Biodun Olujimi, deputy minority whip of the senate, says she was accidentally hit while her aide was beaten up by Kingsley Oti, leader of the Parliamentary Staff Association of Nigeria (PASAN).
Olujimi said this in reaction to an uproar at the National Assembly Complex on Monday, resulting from a fight that broke out between her aide and the PASAN leader.
The lawmaker had reportedly ordered her security detail to “slap” Oti for attempting to ride in the same elevator with her.
Recounting the incident to PUNCH, the senator said she did not order her aide to slap anybody, adding that the aide got manhandled by Oti and his colleagues.
She said Oti was unruly when he was prevented from entering the elevator which was reserved for members of the senate and the house of representatives.
“He got angry that the man was blocking him from gaining entrance into the lift,” she said.
“And they started to hit him and tore his shirt. I called him and said, ‘Why are you doing this?’

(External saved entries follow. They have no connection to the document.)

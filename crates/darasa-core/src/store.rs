//! The `SchoolStore` trait and supporting query types.
//!
//! The trait is implemented by storage backends (e.g. `darasa-store-sqlite`).
//! Higher layers (`darasa-api`, `darasa-server`) depend on this abstraction,
//! not on any concrete backend.

use std::future::Future;

use crate::{
  grade::Grade,
  performance::{
    CountyOverview, GradeSummary, NewPerformanceRecord, PerformanceRecord,
    PerformanceView, Term,
  },
  school::{
    NewSchool, NewStaff, NewStudent, NewUser, School, Staff, StaffUpdate, Student,
    StudentQuery, StudentUpdate, User,
  },
  subject::Subject,
  transfer::{Transfer, TransferDecision, TransferSummary},
};

// ─── Query type ──────────────────────────────────────────────────────────────

/// Criteria for [`SchoolStore::fetch_performance`] and
/// [`SchoolStore::grade_summary`].
///
/// Every present criterion narrows the result with an equality test; absent
/// criteria do not restrict it at all.
#[derive(Debug, Clone, Default)]
pub struct PerformanceFilter {
  pub school_id:   Option<i64>,
  /// Matched against the student's *current* grade.
  pub grade:       Option<Grade>,
  pub student_id:  Option<i64>,
  pub year:        Option<i32>,
  pub term:        Option<Term>,
  pub county:      Option<String>,
  pub sub_county:  Option<String>,
  /// Grouped views project only this subject's average when set. Holding a
  /// catalog reference keeps column names out of caller control.
  pub subject:     Option<&'static Subject>,
  /// Year historical grades are resolved against; defaults to the current
  /// calendar year.
  pub as_of_year:  Option<i32>,
}

impl PerformanceFilter {
  pub fn school(mut self, school_id: i64) -> Self {
    self.school_id = Some(school_id);
    self
  }

  pub fn grade(mut self, grade: Grade) -> Self {
    self.grade = Some(grade);
    self
  }

  pub fn student(mut self, student_id: i64) -> Self {
    self.student_id = Some(student_id);
    self
  }

  pub fn year(mut self, year: i32) -> Self {
    self.year = Some(year);
    self
  }

  pub fn term(mut self, term: Term) -> Self {
    self.term = Some(term);
    self
  }

  pub fn county(mut self, county: impl Into<String>) -> Self {
    self.county = Some(county.into());
    self
  }

  pub fn sub_county(mut self, sub_county: impl Into<String>) -> Self {
    self.sub_county = Some(sub_county.into());
    self
  }

  pub fn subject(mut self, subject: &'static Subject) -> Self {
    self.subject = Some(subject);
    self
  }
}

// ─── Errors ──────────────────────────────────────────────────────────────────

/// Backend errors expose the domain error behind them, if there is one, so
/// callers can tell a rejected request from an infrastructure failure.
pub trait StoreError: std::error::Error + Send + Sync + 'static {
  fn domain(&self) -> Option<&crate::Error>;
}

// ─── Trait ───────────────────────────────────────────────────────────────────

/// Abstraction over a Darasa store backend.
///
/// Performance records are append-only. Operations that touch more than one
/// row (grade transition, transfer decisions, staff changes) are atomic: on
/// error nothing is written.
pub trait SchoolStore: Send + Sync {
  type Error: StoreError;

  // ── Registry ──────────────────────────────────────────────────────────

  /// Create a login identity. A `Student` account is linked to every
  /// unlinked student row whose `student_email` matches.
  fn add_user(
    &self,
    input: NewUser,
  ) -> impl Future<Output = Result<User, Self::Error>> + Send + '_;

  /// Replace a user's username, email and role. A staff assignment is not
  /// touched.
  fn update_user(
    &self,
    user_id: i64,
    input: NewUser,
  ) -> impl Future<Output = Result<User, Self::Error>> + Send + '_;

  /// Remove a user. Fails with a conflict while a staff or student row still
  /// refers to it.
  fn delete_user(
    &self,
    user_id: i64,
  ) -> impl Future<Output = Result<(), Self::Error>> + Send + '_;

  /// Register a school. Fails with a conflict if `(school_name, county)` is
  /// already taken.
  fn add_school(
    &self,
    input: NewSchool,
  ) -> impl Future<Output = Result<School, Self::Error>> + Send + '_;

  fn get_school(
    &self,
    school_id: i64,
  ) -> impl Future<Output = Result<Option<School>, Self::Error>> + Send + '_;

  /// Replace a school's details. An absent registration date keeps the stored
  /// one.
  fn update_school(
    &self,
    school_id: i64,
    input: NewSchool,
  ) -> impl Future<Output = Result<School, Self::Error>> + Send + '_;

  /// Remove a school that nothing refers to any more.
  fn delete_school(
    &self,
    school_id: i64,
  ) -> impl Future<Output = Result<(), Self::Error>> + Send + '_;

  /// Distinct sub-counties with at least one school in `county`.
  fn list_sub_counties(
    &self,
    county: String,
  ) -> impl Future<Output = Result<Vec<String>, Self::Error>> + Send + '_;

  fn add_student(
    &self,
    input: NewStudent,
  ) -> impl Future<Output = Result<Student, Self::Error>> + Send + '_;

  fn get_student(
    &self,
    student_id: i64,
  ) -> impl Future<Output = Result<Option<Student>, Self::Error>> + Send + '_;

  fn update_student(
    &self,
    student_id: i64,
    input: StudentUpdate,
  ) -> impl Future<Output = Result<Student, Self::Error>> + Send + '_;

  fn list_students<'a>(
    &'a self,
    query: &'a StudentQuery,
  ) -> impl Future<Output = Result<Vec<Student>, Self::Error>> + Send + 'a;

  /// Assign a user to a staff role. A school has at most one head teacher and
  /// a county at most one county admin.
  fn add_staff(
    &self,
    input: NewStaff,
  ) -> impl Future<Output = Result<Staff, Self::Error>> + Send + '_;

  /// The staff assignment for a user, if any.
  fn staff_for_user(
    &self,
    user_id: i64,
  ) -> impl Future<Output = Result<Option<Staff>, Self::Error>> + Send + '_;

  fn get_staff(
    &self,
    staff_id: i64,
  ) -> impl Future<Output = Result<Option<Staff>, Self::Error>> + Send + '_;

  /// Edit a staff assignment, keeping the user's role in step with it. The
  /// head teacher and county admin limits apply as in [`Self::add_staff`].
  fn update_staff(
    &self,
    staff_id: i64,
    input: StaffUpdate,
  ) -> impl Future<Output = Result<Staff, Self::Error>> + Send + '_;

  // ── Performance ───────────────────────────────────────────────────────

  /// Validate and persist a performance record. Totals are derived here.
  /// The student must be enrolled at `input.school_id` when the row is
  /// written. A second record for the same `(student_id, term, year)` is
  /// rejected.
  fn record_performance(
    &self,
    input: NewPerformanceRecord,
  ) -> impl Future<Output = Result<PerformanceRecord, Self::Error>> + Send + '_;

  /// The report card for one student and period, or `None`.
  fn fetch_report(
    &self,
    student_id: i64,
    term: Term,
    year: i32,
  ) -> impl Future<Output = Result<Option<PerformanceView>, Self::Error>> + Send + '_;

  /// Records matching `filter`, in insertion order.
  fn fetch_performance<'a>(
    &'a self,
    filter: &'a PerformanceFilter,
  ) -> impl Future<Output = Result<Vec<PerformanceView>, Self::Error>> + Send + 'a;

  /// Per-grade subject averages over students matching `filter`, ordered by
  /// grade.
  fn grade_summary<'a>(
    &'a self,
    filter: &'a PerformanceFilter,
  ) -> impl Future<Output = Result<Vec<GradeSummary>, Self::Error>> + Send + 'a;

  fn county_overview(
    &self,
    county: String,
  ) -> impl Future<Output = Result<CountyOverview, Self::Error>> + Send + '_;

  // ── Grade transition ──────────────────────────────────────────────────

  /// Move every listed student from the teacher's assigned grade to the next
  /// one. All or nothing.
  fn transition_students(
    &self,
    teacher_user_id: i64,
    student_ids: Vec<i64>,
  ) -> impl Future<Output = Result<Vec<Student>, Self::Error>> + Send + '_;

  // ── Transfers ─────────────────────────────────────────────────────────

  /// Open a pending transfer out of the head teacher's school.
  fn request_transfer(
    &self,
    head_teacher_user_id: i64,
    student_id: i64,
    to_school_id: i64,
  ) -> impl Future<Output = Result<Transfer, Self::Error>> + Send + '_;

  fn list_pending_transfers(
    &self,
    county: String,
  ) -> impl Future<Output = Result<Vec<TransferSummary>, Self::Error>> + Send + '_;

  /// Approve or reject a pending transfer. Approval moves the student to the
  /// receiving school in the same transaction.
  fn decide_transfer(
    &self,
    county_admin_user_id: i64,
    transfer_id: i64,
    decision: TransferDecision,
  ) -> impl Future<Output = Result<Transfer, Self::Error>> + Send + '_;
}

“He said they own this place. It was not really about me, it was about if it was right for a member of staff to assault anybody.
“I insisted that he must follow me to the authorities. They beat up the security man and tore his shirt. For what? Because he was doing his job?
“I told them that I am a politician and I’m not afraid of anyone of them. If I was afraid, I wouldn’t have been here.”
But telling his own side of the story, Oti said he only retaliated after he was assaulted by Olujimi’s aide.
According to him, the senator had held him in a tight grip during the confrontation, causing some buttons on his shirt to pop off.
Oti said: “He asked me, ‘Who are you?’ And I also asked him, ‘Who are you?’
“They were two and the other one slapped me. Of course, I had to return the slap and there was a fight between me and the guy.
“It was after the fight that the woman- the senator- now held me and pulled my shirt.
“Look at it (four buttons missing), I had to use pins to hold my shirt. I don’t know what her intention was. That was all.”
The National Assembly Complex is a four-storey building with four elevators. Each of the four elevators has been reserved for use by the lawmakers on meeting days.
The reserved elevators are usually operated by sergeants-at-arms on plenary days to maintain law and order.